━━ Information

//! Attribute schema types

use std::sync::Arc;

use serde::Deserialize;
use serde::Serialize;

use super::ModelClass;

/// Definition of one attribute of a [`ModelClass`].
///
/// This is the per-field entry of a structural schema: what kind of field
/// edits the attribute, whether it is required, how it is labelled, and the
/// kind-specific settings (choices, boolean tokens, nested class).
#[derive(Debug, Clone, PartialEq, Serialize, Deserialize)]
#[serde(rename_all = "camelCase")]
pub struct AttributeSchema {
    /// The attribute name (e.g., "age").
    pub name: String,

    /// The kind of field that edits this attribute.
    #[serde(rename = "type")]
    pub field_type: FieldType,

    /// Whether a value must be provided.
    #[serde(default)]
    pub required: bool,

    /// Display title; the attribute name is used when absent.
    #[serde(default)]
    pub title: Option<String>,

    /// Read-only attributes are never turned into editable fields.
    #[serde(default = "default_editable")]
    pub editable: bool,

    /// Help text shown next to the field.
    #[serde(default)]
    pub help_text: String,

    /// Inline layout flag.
    #[serde(default)]
    pub inline: Option<bool>,

    /// Extra validators applied after the field kind's own.
    #[serde(default)]
    pub validators: Vec<ValidatorKind>,

    /// For Select attributes, whether several choices may be selected.
    #[serde(default)]
    pub multiple: bool,

    /// For Select attributes, the available choices.
    #[serde(default)]
    pub choices: Vec<Choice>,

    /// For Boolean attributes, the token of the "yes" control.
    #[serde(default)]
    pub value_yes: Option<String>,

    /// For Boolean attributes, the token of the "no" control.
    #[serde(default)]
    pub value_no: Option<String>,

    /// For Boolean attributes, the label of the "yes" control.
    #[serde(default)]
    pub label_yes: Option<String>,

    /// For Boolean attributes, the label of the "no" control.
    #[serde(default)]
    pub label_no: Option<String>,

    /// For NestedModel and List attributes, the class of the nested records.
    #[serde(default)]
    pub model: Option<Arc<ModelClass>>,

    /// For NestedModel attributes, the subset of nested attributes to edit.
    #[serde(default)]
    pub fields: Option<Vec<String>>,
}

fn default_editable() -> bool {
    true
}

impl AttributeSchema {
    /// Creates an editable, optional attribute of the given type.
    pub fn new(name: impl Into<String>, field_type: FieldType) -> Self {
        Self {
            name: name.into(),
            field_type,
            required: false,
            title: None,
            editable: true,
            help_text: String::new(),
            inline: None,
            validators: Vec::new(),
            multiple: false,
            choices: Vec::new(),
            value_yes: None,
            value_no: None,
            label_yes: None,
            label_no: None,
            model: None,
            fields: None,
        }
    }

    /// Marks the attribute as required.
    pub fn required(mut self) -> Self {
        self.required = true;
        self
    }

    /// Sets the display title.
    pub fn title(mut self, title: impl Into<String>) -> Self {
        self.title = Some(title.into());
        self
    }

    /// Marks the attribute as read-only.
    pub fn read_only(mut self) -> Self {
        self.editable = false;
        self
    }

    /// Sets the help text.
    pub fn help_text(mut self, text: impl Into<String>) -> Self {
        self.help_text = text.into();
        self
    }

    /// Sets the inline layout flag.
    pub fn inline(mut self, inline: bool) -> Self {
        self.inline = Some(inline);
        self
    }

    /// Adds an extra validator.
    pub fn validator(mut self, kind: ValidatorKind) -> Self {
        self.validators.push(kind);
        self
    }

    /// Allows multiple selected choices.
    pub fn multiple(mut self) -> Self {
        self.multiple = true;
        self
    }

    /// Adds a choice.
    pub fn choice(mut self, val: impl Into<String>, label: impl Into<String>) -> Self {
        self.choices.push(Choice::new(val, label));
        self
    }

    /// Overrides the boolean control tokens.
    pub fn tokens(mut self, yes: impl Into<String>, no: impl Into<String>) -> Self {
        self.value_yes = Some(yes.into());
        self.value_no = Some(no.into());
        self
    }

    /// Sets the nested class.
    pub fn model(mut self, class: Arc<ModelClass>) -> Self {
        self.model = Some(class);
        self
    }

    /// Restricts a nested model to a subset of its attributes.
    pub fn fields<I, S>(mut self, fields: I) -> Self
    where
        I: IntoIterator<Item = S>,
        S: Into<String>,
    {
        self.fields = Some(fields.into_iter().map(Into::into).collect());
        self
    }

    /// Returns the display label: the title, or the attribute name.
    pub fn label(&self) -> &str {
        self.title.as_deref().unwrap_or(&self.name)
    }
}

/// Field kind enumeration.
#[derive(Debug, Clone, Copy, PartialEq, Eq, Hash, Serialize, Deserialize)]
pub enum FieldType {
    /// Single-line text.
    Text,
    /// Number typed as text, coerced to a float.
    Number,
    /// Yes/no exclusive choice.
    Boolean,
    /// Single or multiple selection among choices.
    Select,
    /// Nested record edited as a sub-form.
    NestedModel,
    /// Growable list of nested records.
    List,
}

/// Identifier of a validation rule.
#[derive(Debug, Clone, Copy, PartialEq, Eq, Hash, Serialize, Deserialize)]
pub enum ValidatorKind {
    /// Value must be numeric or a signed decimal string.
    Number,
    /// Value must be present.
    Required,
}

/// One selectable choice.
#[derive(Debug, Clone, PartialEq, Eq, Serialize, Deserialize)]
pub struct Choice {
    /// The identifier submitted when selected.
    pub val: String,
    /// The display label.
    pub label: String,
}

impl Choice {
    /// Creates a new choice.
    pub fn new(val: impl Into<String>, label: impl Into<String>) -> Self {
        Self {
            val: val.into(),
            label: label.into(),
        }
    }
}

━━━━

— Your task —
Each record needs to be given again exactly.

— Answer to this exercise —
//! Attribute schema types

use std::sync::Arc;

use serde::Deserialize;
use serde::Serialize;

use super::ModelClass;

/// Definition of one attribute of a [`ModelClass`].
///
/// This is the per-field entry of a structural schema: what kind of field
/// edits the attribute, whether it is required, how it is labelled, and the
/// kind-specific settings (choices, boolean tokens, nested class).
#[derive(Debug, Clone, PartialEq, Serialize, Deserialize)]
#[serde(rename_all = "camelCase")]
pub struct AttributeSchema {
    /// The attribute name (e.g., "age").
    pub name: String,

    /// The kind of field that edits this attribute.
    #[serde(rename = "type")]
    pub field_type: FieldType,

    /// Whether a value must be provided.
    #[serde(default)]
    pub required: bool,

    /// Display title; the attribute name is used when absent.
    #[serde(default)]
    pub title: Option<String>,

    /// Read-only attributes are never turned into editable fields.
    #[serde(default = "default_editable")]
    pub editable: bool,

    /// Help text shown next to the field.
    #[serde(default)]
    pub help_text: String,

    /// Inline layout flag.
    #[serde(default)]
    pub inline: Option<bool>,

    /// Extra validators applied after the field kind's own.
    #[serde(default)]
    pub validators: Vec<ValidatorKind>,

    /// For Select attributes, whether several choices may be selected.
    #[serde(default)]
    pub multiple: bool,

    /// For Select attributes, the available choices.
    #[serde(default)]
    pub choices: Vec<Choice>,

    /// For Boolean attributes, the token of the "yes" control.
    #[serde(default)]
    pub value_yes: Option<String>,

    /// For Boolean attributes, the token of the "no" control.
    #[serde(default)]
    pub value_no: Option<String>,

    /// For Boolean attributes, the label of the "yes" control.
    #[serde(default)]
    pub label_yes: Option<String>,

    /// For Boolean attributes, the label of the "no" control.
    #[serde(default)]
    pub label_no: Option<String>,

    /// For NestedModel and List attributes, the class of the nested records.
    #[serde(default)]
    pub model: Option<Arc<ModelClass>>,

    /// For NestedModel attributes, the subset of nested attributes to edit.
    #[serde(default)]
    pub fields: Option<Vec<String>>,
}

fn default_editable() -> bool {
    true
}

impl AttributeSchema {
    /// Creates an editable, optional attribute of the given type.
    pub fn new(name: impl Into<String>, field_type: FieldType) -> Self {
        Self {
            name: name.into(),
            field_type,
            required: false,
            title: None,
            editable: true,
            help_text: String::new(),
            inline: None,
            validators: Vec::new(),
            multiple: false,
            choices: Vec::new(),
            value_yes: None,
            value_no: None,
            label_yes: None,
            label_no: None,
            model: None,
            fields: None,
        }
    }

    /// Marks the attribute as required.
    pub fn required(mut self) -> Self {
        self.required = true;
        self
    }

    /// Sets the display title.
    pub fn title(mut self, title: impl Into<String>) -> Self {
        self.title = Some(title.into());
        self
    }

    /// Marks the attribute as read-only.
    pub fn read_only(mut self) -> Self {
        self.editable = false;
        self
    }

    /// Sets the help text.
    pub fn help_text(mut self, text: impl Into<String>) -> Self {
        self.help_text = text.into();
        self
    }

    /// Sets the inline layout flag.
    pub fn inline(mut self, inline: bool) -> Self {
        self.inline = Some(inline);
        self
    }

    /// Adds an extra validator.
    pub fn validator(mut self, kind: ValidatorKind) -> Self {
        self.validators.push(kind);
        self
    }

    /// Allows multiple selected choices.
    pub fn multiple(mut self) -> Self {
        self.multiple = true;
        self
    }

    /// Adds a choice.
    pub fn choice(mut self, val: impl Into<String>, label: impl Into<String>) -> Self {
        self.choices.push(Choice::new(val, label));
        self
    }

    /// Overrides the boolean control tokens.
    pub fn tokens(mut self, yes: impl Into<String>, no: impl Into<String>) -> Self {
        self.value_yes = Some(yes.into());
        self.value_no = Some(no.into());
        self
    }

    /// Sets the nested class.
    pub fn model(mut self, class: Arc<ModelClass>) -> Self {
        self.model = Some(class);
        self
    }

    /// Restricts a nested model to a subset of its attributes.
    pub fn fields<I, S>(mut self, fields: I) -> Self
    where
        I: IntoIterator<Item = S>,
        S: Into<String>,
    {
        self.fields = Some(fields.into_iter().map(Into::into).collect());
        self
    }

    /// Returns the display label: the title, or the attribute name.
    pub fn label(&self) -> &str {
        self.title.as_deref().unwrap_or(&self.name)
    }
}

/// Field kind enumeration.
#[derive(Debug, Clone, Copy, PartialEq, Eq, Hash, Serialize, Deserialize)]
pub enum FieldType {
    /// Single-line text.
    Text,
    /// Number typed as text, coerced to a float.
    Number,
    /// Yes/no exclusive choice.
    Boolean,
    /// Single or multiple selection among choices.
    Select,
    /// Nested record edited as a sub-form.
    NestedModel,
    /// Growable list of nested records.
    List,
}

/// Identifier of a validation rule.
#[derive(Debug, Clone, Copy, PartialEq, Eq, Hash, Serialize, Deserialize)]
pub enum ValidatorKind {
    /// Value must be numeric or a signed decimal string.
    Number,
    /// Value must be present.
    Required,
}

/// One selectable choice.
#[derive(Debug, Clone, PartialEq, Eq, Serialize, Deserialize)]
pub struct Choice {
    /// The identifier submitted when selected.
    pub val: String,
    /// The display label.
    pub label: String,
}

impl Choice {
    /// Creates a new choice.
    pub fn new(val: impl Into<String>, label: impl Into<String>) -> Self {
        Self {
            val: val.into(),
            label: label.into(),
        }
    }
}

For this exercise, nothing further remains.